[Below is a guest post by Jim Fischer, discussing the recent Oasis West Realty case.]
May a lawyer publicly oppose a former client’s project? Not if the lawyer worked on the project, said the California Supreme Court in Oasis West Realty, LLC v. Goldman, S181781 (May 16, 2011) (2011 WL 1833208). Goldman and his firm, Reed & Smith, (firm) assisted Oasis Realty (Oasis) on a redevelopment project in Beverly Hills, California. After the work was completed Goldman and his wife publicly supported an effort to qualify a referendum to challenge the City Council’s approval of the project. The referendum qualified for the ballot, but lost by a narrow vote. Oasis then sued Goldman and his firm. The defendants moved to strike the complaint under the anti-SLAPP statute (CCP '425.16) contending Goldman’s activities constituted protected speech.

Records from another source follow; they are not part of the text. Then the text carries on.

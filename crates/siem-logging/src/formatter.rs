use std::fmt;

use serde_json::{Map, Value};
use tracing::field::{Field, Visit};
use tracing::Subscriber;
use tracing_subscriber::fmt::format::Writer;
use tracing_subscriber::fmt::{FmtContext, FormatEvent, FormatFields};
use tracing_subscriber::registry::LookupSpan;

/// One JSON object per line with fields `level`, `logger`, `message`, and
/// arbitrary structured extras (§6) — `logger` is the tracing target,
/// extras are the event's recorded fields.
pub struct SiemJsonFormatter;

impl<S, N> FormatEvent<S, N> for SiemJsonFormatter
where
    S: Subscriber + for<'a> LookupSpan<'a>,
    N: for<'a> FormatFields<'a> + 'static,
{
    fn format_event(
        &self,
        _ctx: &FmtContext<'_, S, N>,
        mut writer: Writer<'_>,
        event: &tracing::Event<'_>,
    ) -> fmt::Result {
        let meta = event.metadata();
        let mut visitor = JsonVisitor::default();
        event.record(&mut visitor);

        let mut object = Map::new();
        object.insert(
            "level".to_string(),
            Value::String(meta.level().to_string().to_lowercase()),
        );
        object.insert("logger".to_string(), Value::String(meta.target().to_string()));

        let message = visitor
            .fields
            .remove("message")
            .unwrap_or_else(|| Value::String(String::new()));
        object.insert("message".to_string(), message);

        for (key, value) in visitor.fields {
            object.insert(key, value);
        }

        writeln!(writer, "{}", Value::Object(object))
    }
}

#[derive(Default)]
struct JsonVisitor {
    fields: Map<String, Value>,
}

impl Visit for JsonVisitor {
    fn record_str(&mut self, field: &Field, value: &str) {
        self.fields
            .insert(field.name().to_string(), Value::String(value.to_string()));
    }

    fn record_i64(&mut self, field: &Field, value: i64) {
        self.fields.insert(field.name().to_string(), Value::from(value));
    }

    fn record_u64(&mut self, field: &Field, value: u64) {
        self.fields.insert(field.name().to_string(), Value::from(value));
    }

    fn record_bool(&mut self, field: &Field, value: bool) {
        self.fields.insert(field.name().to_string(), Value::from(value));
    }

    fn record_f64(&mut self, field: &Field, value: f64) {
        self.fields.insert(field.name().to_string(), Value::from(value));
    }

    fn record_debug(&mut self, field: &Field, value: &dyn fmt::Debug) {
        self.fields
            .insert(field.name().to_string(), Value::String(format!("{value:?}")));
    }
}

The principle claim considered by the California Supreme Court was that Goldman and the firm breached their fiduciary duty to their former client by Goldman’s public opposition to the redevelopment project. Oasis contended that Goldman abused his duties by using client confidential information to oppose the project, thereby damaging Oasis. The Court agreed with Goldman that Oasis had not identified any disclosure of client confidential information by Goldman. The court concluded, however, that it could be presumed that Goldman used client confidential information in his public opposition and that such use would establish a breach of fiduciary duty on Goldman’s part.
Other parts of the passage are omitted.